Parody of 1970s hit reminds individuals to act fast during stroke

By AMERICAN HEART ASSOCIATION NEWS

The Village People’s legendary 1970s hit “Y.M.C.A.” gets some fresh lyrics.

A brand new music video in the American Heart Association and American Stroke Association requires a lighthearted method of recognizing probably the most common symptoms of the serious and existence-threatening condition — stroke.

Within the video, “Y.M.C.A.” becomes “F.A.S.T.,” a memory aid that means face drooping, arm weakness, speech difficulty, and time for you to call 911.

“Humor makes things simpler to keep in mind, and, obviously, adding body movements causes it to be a multisensory experience,” stated Mitchell S.V. Elkind, M.D., professor of neurology at Columbia College College of Physicians and Surgeons in New You are able to City.

Stroke affects nearly 800,000 Americans every year and it is a number one reason for serious lengthy-term disability.

Lee H. Schwamm, M.D., a professor of neurology at Harvard School Of Medicine in Cambridge, Massachusetts, stated he hopes the recording convinces individuals to react rapidly to stroke signs and symptoms.

“Every minute a stroke continues untreated, cognitive abilities are dying.

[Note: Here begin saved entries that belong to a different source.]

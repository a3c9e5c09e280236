//! Order-stream wire protocol.
//!
//! The stream carries UTF-8 text frames. Clients send the literal
//! [`PING`] as a liveness probe and may receive [`PONG`]. The first JSON
//! frame after a successful upstream handshake is a confirmation sentinel
//! (see [`is_confirmation`]); everything else is an order-status update.

use serde::{Deserialize, Serialize};
use serde_json::Value;

/// Liveness probe sent by clients.
pub const PING: &str = "ping";

/// Liveness reply.
pub const PONG: &str = "pong";

/// Default upgrade path served by the bridge.
pub const DEFAULT_STREAM_PATH: &str = "/api/order/websocket";

/// Close reason sent when an upgrade request carries no token.
pub const MISSING_TOKEN_REASON: &str = "No authorization token provided";

/// Status code of the confirmation sentinel.
pub const CONFIRMATION_STATUS_CODE: &str = "200";

/// Order status of the confirmation sentinel.
pub const CONFIRMATION_ORDER_STATUS: &str = "AB00";

/// WebSocket close codes used by the bridge and clients.
pub mod close_code {
    /// Normal closure.
    pub const NORMAL: u16 = 1000;
    /// Endpoint going away (server shutdown).
    pub const GOING_AWAY: u16 = 1001;
    /// Placeholder for "no status received". Never sent on the wire.
    pub const NO_STATUS: u16 = 1005;
    /// Placeholder for "closed without a close frame". Never sent on the wire.
    pub const ABNORMAL: u16 = 1006;
    /// Policy violation, used for a missing token.
    pub const POLICY: u16 = 1008;
    /// Unexpected condition, used when the upstream leg fails.
    pub const INTERNAL: u16 = 1011;
    /// Placeholder for TLS handshake failure. Never sent on the wire.
    pub const TLS_HANDSHAKE: u16 = 1015;
}

/// Whether `code` may appear in a close frame sent by an endpoint.
pub fn is_sendable_close_code(code: u16) -> bool {
    matches!(code, 1000..=1003 | 1007..=1014 | 3000..=4999)
}

/// Map a received close code to one that can be sent onward.
///
/// Reserved and out-of-range codes become [`close_code::INTERNAL`].
pub fn sendable_close_code(code: u16) -> u16 {
    if is_sendable_close_code(code) {
        code
    } else {
        close_code::INTERNAL
    }
}

/// Whether a decoded frame is the connection-confirmation sentinel.
pub fn is_confirmation(value: &Value) -> bool {
    value.get("status-code").and_then(Value::as_str) == Some(CONFIRMATION_STATUS_CODE)
        && value.get("order-status").and_then(Value::as_str) == Some(CONFIRMATION_ORDER_STATUS)
}

/// Error frame sent downstream when the upstream leg fails.
#[derive(Clone, Debug, PartialEq, Eq, Serialize, Deserialize)]
pub struct ErrorFrame {
    /// Always `"500"` for bridge-originated frames.
    #[serde(rename = "status-code")]
    pub status_code: String,
    /// Description of the failure.
    #[serde(rename = "error-message")]
    pub error_message: String,
}

impl ErrorFrame {
    /// Frame describing an internal failure.
    pub fn internal(message: impl Into<String>) -> Self {
        Self {
            status_code: "500".into(),
            error_message: message.into(),
        }
    }

    /// Serialize to the JSON text sent on the wire.
    ///
    /// Both fields are plain strings, so serialization cannot fail.
    pub fn to_json(&self) -> String {
        serde_json::to_string(self).unwrap_or_default()
    }
}

// ─────────────────────────────────────────────────────────────────────────────
// Tests
// ─────────────────────────────────────────────────────────────────────────────
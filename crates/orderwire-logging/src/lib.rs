//! # orderwire-logging
//!
//! Structured logging on the `tracing` ecosystem. Library crates only emit
//! events; binaries call [`init_subscriber`] once at startup.
//!
//! `RUST_LOG` wins over the configured level when it is set.

#![deny(unsafe_code)]

pub mod types;

pub use types::{LogFormat, LogLevel};

use tracing_subscriber::EnvFilter;
use tracing_subscriber::layer::SubscriberExt;
use tracing_subscriber::util::SubscriberInitExt;

/// Install the global subscriber writing to stderr.
///
/// Subsequent calls are no-ops.
pub fn init_subscriber(level: LogLevel, format: LogFormat) {
    let filter = EnvFilter::try_from_default_env()
        .unwrap_or_else(|_| EnvFilter::new(level.as_filter_str()));

    let registry = tracing_subscriber::registry().with(filter);
    let _ = match format {
        LogFormat::Pretty => registry
            .with(
                tracing_subscriber::fmt::layer()
                    .with_target(true)
                    .with_writer(std::io::stderr)
                    .compact(),
            )
            .try_init(),
        LogFormat::Json => registry
            .with(
                tracing_subscriber::fmt::layer()
                    .with_writer(std::io::stderr)
                    .json()
                    .flatten_event(true),
            )
            .try_init(),
    };
}

// ─────────────────────────────────────────────────────────────────────────────
// Tests
// ─────────────────────────────────────────────────────────────────────────────
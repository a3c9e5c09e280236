//! # orderwire-stream
//!
//! Client side of the order-update stream.
//!
//! [`StreamingClient`] keeps one WebSocket to the bridge open on behalf of
//! the authenticated user. Reconnection is decided by a pure state machine
//! ([`machine::StreamSession`]); a small tokio driver owns the socket and
//! the two timers (keepalive and reconnect) and executes the effects the
//! machine emits. Status updates, errors and connection changes are fanned
//! out to callbacks registered through [`SubscriberRegistry`].

#![deny(unsafe_code)]

pub mod client;
pub mod config;
pub mod machine;
pub mod message;
pub mod registry;

pub use client::StreamingClient;
pub use config::StreamConfig;
pub use machine::ConnectionState;
pub use message::{Inbound, StatusMessage};
pub use registry::{SubscriberRegistry, Subscription};
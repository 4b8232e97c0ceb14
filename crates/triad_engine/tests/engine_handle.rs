use std::sync::{mpsc, Arc};
use std::time::Duration;

use bytes::Bytes;
use triad_core::{Backend, OperationKind, SummaryReply, SummaryRequest};
use triad_engine::{
    BackendError, ChannelEventSink, EngineEvent, EngineHandle, FailureKind, SummaryClient,
};

struct EchoClient;

#[async_trait::async_trait]
impl SummaryClient for EchoClient {
    async fn summarize(&self, backend: Backend, body: Bytes) -> Result<SummaryReply, BackendError> {
        if backend == Backend::Claude {
            return Err(BackendError {
                kind: FailureKind::HttpStatus(503),
                message: "Claude API key not configured.".into(),
            });
        }
        Ok(SummaryReply {
            summary: String::from_utf8_lossy(&body).into_owned(),
            article_text: None,
        })
    }
}

#[test]
fn handle_reports_completed_operations_through_sink() {
    let (tx, rx) = mpsc::channel();
    let handle = EngineHandle::with_client(Arc::new(EchoClient), Arc::new(ChannelEventSink::new(tx)))
        .expect("engine");

    handle.fan_out(
        4,
        OperationKind::Refine,
        SummaryRequest::refinement("body", "shorter"),
    );

    let event = rx.recv_timeout(Duration::from_secs(5)).expect("event");
    match event {
        EngineEvent::FanOutCompleted {
            operation,
            kind,
            outcomes,
        } => {
            assert_eq!(operation, 4);
            assert_eq!(kind, OperationKind::Refine);
            assert_eq!(outcomes.len(), 3);
            let gemini = outcomes[0].result.as_ref().expect("gemini ok");
            assert_eq!(gemini.summary, r#"{"text":"body","prompt":"shorter"}"#);
            assert_eq!(
                outcomes[2].result,
                Err("http status 503: Claude API key not configured.".to_string())
            );
        }
        other => panic!("unexpected event: {other:?}"),
    }
}

#[test]
fn overlapping_operations_all_settle() {
    let (tx, rx) = mpsc::channel();
    let handle = EngineHandle::with_client(Arc::new(EchoClient), Arc::new(ChannelEventSink::new(tx)))
        .expect("engine");

    handle.fan_out(1, OperationKind::Submit, SummaryRequest::refinement("a", "p"));
    handle.fan_out(2, OperationKind::Submit, SummaryRequest::refinement("b", "p"));

    let mut seen = Vec::new();
    for _ in 0..2 {
        match rx.recv_timeout(Duration::from_secs(5)).expect("event") {
            EngineEvent::FanOutCompleted { operation, .. } => seen.push(operation),
            other => panic!("unexpected event: {other:?}"),
        }
    }
    seen.sort_unstable();
    assert_eq!(seen, vec![1, 2]);
}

So acting fast is our very best weapon against stroke,” he stated.

“The song is humorous, only in order to help people discover the signs and symptoms of stroke,” stated Schwamm, adding he hopes the humor winds up saving lives.

For those who have questions or comments relating to this story, please email [email protected]

American Heart Association News Tales

American Heart Association News covers cardiovascular disease, stroke and related health problems. Not every views expressed in American Heart Association News tales reflect the state position from the American Heart Association.

Copyright is owned or held through the American Heart Association, Corporation., and all sorts of legal rights are reserved. Permission is granted, free of charge and without requirement for further request, to connect to, quote, excerpt or reprint from all of these tales in almost any medium as lengthy as no text is altered and proper attribution is built to the American Heart Association News. See full relation to use.